At this point we’ve reached the 21-minute mark, which is when most other anime are rolling credits. Re:Zero keeps it going with an entire extra act, which is perhaps the most visually stunning and emotionally affecting in an episode that’s already full of those.
It deals with Ram and Puck fighting Roswaal, a battle that moves outside to protect Ryuzu Meyer’s crystal. Roswaal stirs shit by confessing to messing with Puck’s contract with Emilia when she was depressed after her fight with Subaru, essentially kicking her while she’s down in hopes Subie would scoop her up and do everything for her.
Roswaal admits to always looking back on the past, and with fondness, deeming all the wonderful things that ever happened to be in the past, and all that exists now is a phony standing atop a pile of corpses. Puck name-drops Beatrice, provoking him into launching fire attack.

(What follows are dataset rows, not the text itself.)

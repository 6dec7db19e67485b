//! SKIRMISH headless runner.
//!
//! Wires the simulation crates into a game loop thread driven over a
//! command channel, plus the built-in demo rosters used when no battle
//! file is given.

pub mod demo;
pub mod game_loop;
pub mod state;

pub use skirmish_core as core;
//! Core types and definitions for the SKIRMISH combat simulation.
//!
//! This crate defines the vocabulary shared across all other crates:
//! entity data, commands, state snapshots, events, rosters and constants.
//! It carries no simulation logic and no dependency on a runtime.

pub mod commands;
pub mod components;
pub mod config;
pub mod constants;
pub mod enums;
pub mod error;
pub mod events;
pub mod roster;
pub mod state;
pub mod types;
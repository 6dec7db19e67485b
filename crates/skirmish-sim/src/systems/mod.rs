//! Per-tick systems that operate on the world's collections.
//!
//! Systems are free functions over slices of units and projectiles.
//! They do not own state; everything lives in the entity data.

pub mod behavior;
pub mod cleanup;
pub mod collision;
pub mod defensive;
pub mod homing;
pub mod movement;
pub mod projectile;
pub mod snapshot;
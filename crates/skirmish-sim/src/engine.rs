//! Battle engine: drives a `World` from roster load to outcome.
//!
//! `BattleEngine` owns the world, processes controller commands at tick
//! boundaries, polls both teams after every update and produces
//! `BattleSnapshot`s. Completely headless, enabling deterministic testing.

use std::collections::VecDeque;

use tracing::info;

use skirmish_core::commands::BattleCommand;
use skirmish_core::constants::{DT, MAX_TIME_SCALE};
use skirmish_core::enums::{BattleOutcome, BattlePhase, Team};
use skirmish_core::error::RosterError;
use skirmish_core::roster::RosterEntry;
use skirmish_core::state::BattleSnapshot;
use skirmish_core::types::{Arena, SimTime, UnitId};

use crate::systems;
use crate::world::World;
use crate::world_setup;

/// Configuration for starting a new simulation.
#[derive(Debug, Clone, Copy)]
pub struct SimConfig {
    /// RNG seed for placement. Same seed = same simulation.
    pub seed: u64,
    /// Initial time scale (1.0 = normal).
    pub time_scale: f64,
    pub arena: Arena,
}

impl Default for SimConfig {
    fn default() -> Self {
        Self {
            seed: 42,
            time_scale: 1.0,
            arena: Arena::default(),
        }
    }
}

/// The battle controller. Owns the world and all battle state.
pub struct BattleEngine {
    world: World,
    time: SimTime,
    phase: BattlePhase,
    outcome: Option<BattleOutcome>,
    time_scale: f64,
    /// Units only, no projectile pass and no outcome polling.
    preview: bool,
    command_queue: VecDeque<BattleCommand>,
}

impl BattleEngine {
    /// Create an engine with an empty world in the Setup phase.
    pub fn new(config: SimConfig) -> Self {
        Self {
            world: World::new(config.arena),
            time: SimTime::default(),
            phase: BattlePhase::default(),
            outcome: None,
            time_scale: config.time_scale.clamp(0.0, MAX_TIME_SCALE),
            preview: false,
            command_queue: VecDeque::new(),
        }
    }

    /// Replace the world with the player (team 0) and enemy (team 1)
    /// rosters and start the battle.
    ///
    /// On error the previous world and phase are kept.
    pub fn load_rosters(
        &mut self,
        player: &[RosterEntry],
        enemy: &[RosterEntry],
    ) -> Result<(), RosterError> {
        self.load(player, enemy, world_setup::instantiate)?;
        self.preview = false;
        info!(
            player = player.len(),
            enemy = enemy.len(),
            "battle started"
        );
        Ok(())
    }

    /// Like [`load_rosters`](Self::load_rosters), but with unarmed dummies
    /// that only rotate. The battle never finishes.
    pub fn load_preview(
        &mut self,
        player: &[RosterEntry],
        enemy: &[RosterEntry],
    ) -> Result<(), RosterError> {
        self.load(player, enemy, world_setup::instantiate_dummy)?;
        self.preview = true;
        info!(units = self.world.units.len(), "preview started");
        Ok(())
    }

    fn load(
        &mut self,
        player: &[RosterEntry],
        enemy: &[RosterEntry],
        spawn: fn(&mut World, Team, &[RosterEntry]) -> Result<Vec<UnitId>, RosterError>,
    ) -> Result<(), RosterError> {
        // Built aside so a bad enemy roster leaves the current world intact.
        let mut world = World::new(*self.world.arena());
        spawn(&mut world, Team::Red, player)?;
        spawn(&mut world, Team::Blue, enemy)?;
        self.world = world;
        self.time = SimTime::default();
        self.outcome = None;
        self.phase = BattlePhase::Active;
        Ok(())
    }

    /// Queue a controller command for processing at the next tick boundary.
    pub fn queue_command(&mut self, command: BattleCommand) {
        self.command_queue.push_back(command);
    }

    /// Queue multiple commands.
    pub fn queue_commands(&mut self, commands: impl IntoIterator<Item = BattleCommand>) {
        self.command_queue.extend(commands);
    }

    /// Advance the battle by one tick and return the resulting snapshot.
    pub fn tick(&mut self) -> BattleSnapshot {
        self.process_commands();

        if self.phase == BattlePhase::Active {
            let dt = DT * self.time_scale;
            if self.preview {
                self.world.update_units(dt);
            } else {
                self.world.update(dt);
            }
            self.time.advance(dt);
            if !self.preview {
                self.check_outcome();
            }
        }

        let events = self.world.drain_events();
        systems::snapshot::build_snapshot(&self.world, &self.time, self.phase, self.outcome, events)
    }

    /// Get the current battle phase.
    pub fn phase(&self) -> BattlePhase {
        self.phase
    }

    /// Result of the battle once it has finished.
    pub fn outcome(&self) -> Option<BattleOutcome> {
        self.outcome
    }

    /// Get the current simulation time.
    pub fn time(&self) -> SimTime {
        self.time
    }

    /// Get the current time scale.
    pub fn time_scale(&self) -> f64 {
        self.time_scale
    }

    /// Get a read-only reference to the world.
    pub fn world(&self) -> &World {
        &self.world
    }

    /// Mutable access for scenario setup in tests.
    #[cfg(test)]
    pub fn world_mut(&mut self) -> &mut World {
        &mut self.world
    }

    /// Process all queued commands.
    fn process_commands(&mut self) {
        while let Some(command) = self.command_queue.pop_front() {
            self.handle_command(command);
        }
    }

    /// Handle a single controller command.
    fn handle_command(&mut self, command: BattleCommand) {
        match command {
            BattleCommand::Pause => {
                if self.phase == BattlePhase::Active {
                    self.phase = BattlePhase::Paused;
                }
            }
            BattleCommand::Resume => {
                if self.phase == BattlePhase::Paused {
                    self.phase = BattlePhase::Active;
                }
            }
            BattleCommand::SetTimeScale { scale } => {
                // NaN fails every comparison and would survive clamp.
                if scale.is_finite() {
                    self.time_scale = scale.clamp(0.0, MAX_TIME_SCALE);
                }
            }
        }
    }

    /// Finish the battle once either team has no living unit.
    fn check_outcome(&mut self) {
        let player_alive = self.world.team_alive(Team::Red);
        let enemy_alive = self.world.team_alive(Team::Blue);
        if let Some(outcome) = BattleOutcome::from_alive(player_alive, enemy_alive) {
            self.outcome = Some(outcome);
            self.phase = BattlePhase::Finished;
            info!(
                ?outcome,
                tick = self.time.tick,
                secs = self.time.elapsed_secs,
                "battle finished"
            );
        }
    }
}
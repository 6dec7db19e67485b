//! Built-in battle used when no config file is given.

use skirmish_core::config::BattleConfig;
use skirmish_core::roster::{PentagonStats, RosterEntry, SquareStats, TriangleStats, UnitLoadout};
use skirmish_core::types::Vec2;

/// Three against three, mirrored across the arena's vertical center line.
pub fn demo_config() -> BattleConfig {
    let mut config = BattleConfig::default();
    let width = config.arena.width;
    let mid = config.arena.height / 2.0;

    let side = [
        (UnitLoadout::Triangle(TriangleStats::default()), Vec2::new(150.0, mid - 120.0)),
        (UnitLoadout::Square(SquareStats::default()), Vec2::new(100.0, mid)),
        (UnitLoadout::Pentagon(PentagonStats::default()), Vec2::new(150.0, mid + 120.0)),
    ];

    config.player = side
        .iter()
        .map(|(loadout, pos)| RosterEntry::new(loadout.clone(), *pos))
        .collect();
    config.enemy = side
        .iter()
        .map(|(loadout, pos)| RosterEntry::new(loadout.clone(), Vec2::new(width - pos.x, pos.y)))
        .collect();
    config
}

#[cfg(test)]
mod tests {
    use super::*;
    use skirmish_core::enums::ShapeKind;

    #[test]
    fn test_demo_config_is_valid_and_mirrored() {
        let config = demo_config();
        config.validate().unwrap();
        assert_eq!(config.player.len(), 3);
        assert_eq!(config.enemy.len(), 3);
        for (p, e) in config.player.iter().zip(&config.enemy) {
            assert_eq!(p.loadout.shape(), e.loadout.shape());
            assert_eq!(p.position.y, e.position.y);
            assert_eq!(p.position.x + e.position.x, config.arena.width);
        }
    }

    #[test]
    fn test_bundled_duel_file_parses() {
        let config = BattleConfig::from_toml_str(include_str!("../../../demos/duel.toml")).unwrap();
        assert_eq!(config.seed, Some(7));
        assert_eq!(config.time_limit_secs, 90.0);
        assert_eq!(config.player.len(), 3);
        assert_eq!(config.enemy[2].loadout.shape(), ShapeKind::Square);
        match &config.player[0].loadout {
            UnitLoadout::Triangle(stats) => {
                assert_eq!(stats.damage, 6.0);
                assert_eq!(stats.rate, TriangleStats::default().rate);
            }
            other => panic!("expected triangle, got {other:?}"),
        }
    }
}
//! Cleanup system: drops projectiles that died during the tick.

use skirmish_core::components::Projectile;

/// Remove every projectile with `alive == false`.
///
/// Runs once after all projectile updates, so no update pass ever sees
/// the collection shrink underneath it. Survivors keep their order.
pub fn run(projectiles: &mut Vec<Projectile>) {
    projectiles.retain(|p| p.alive);
}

Roswaal is disappointed in Ram’s weak outing thus far; as he wanted her to exact justice for her brethren and find happiness by defeating him. That’s when Ram drops a bombshell on him: he never properly realized her true intention: that she really was a demon, and not someone who was in love with Roswaal.
It’s a confession she delivers while both of her eyes exposed, a trademark of the demon maid sisters. When Roswaal asks her what of keeping her promise to her brethren, Ram simply says she’s prioritizing her own feelings over those of the dead. Puck, energized by Ram’s confession, grows to mammoth size (though maintaining his cute appearance) and seals Roswaal in a giant ring of ice, through which he can spot multiple Rams flitting back and forth.
Roswaal begins destroying the ice walls and the giant ice crystal attacks Puck rains down on him, but in the process he ends up with one of the crystals directly behind him. It shatters on its own and out comes the real Ram, snatching the gospel Echidna gave him, while suffering a horrific wound. Calling it “the root of all evil”, she drops the book in the fire, destroying it.
She wears a smile as she says “Now, at last…” before being hit by Roswaal’s retaliatory flames, which cause a huge explosion that consumes them both. Then the credits roll, and for me at least, the process of starting to breathe again commenced. As it has demonstrated many times in its previous forty-seven episodes, when Re:Zero decides to go big and epic, it does not disappoint.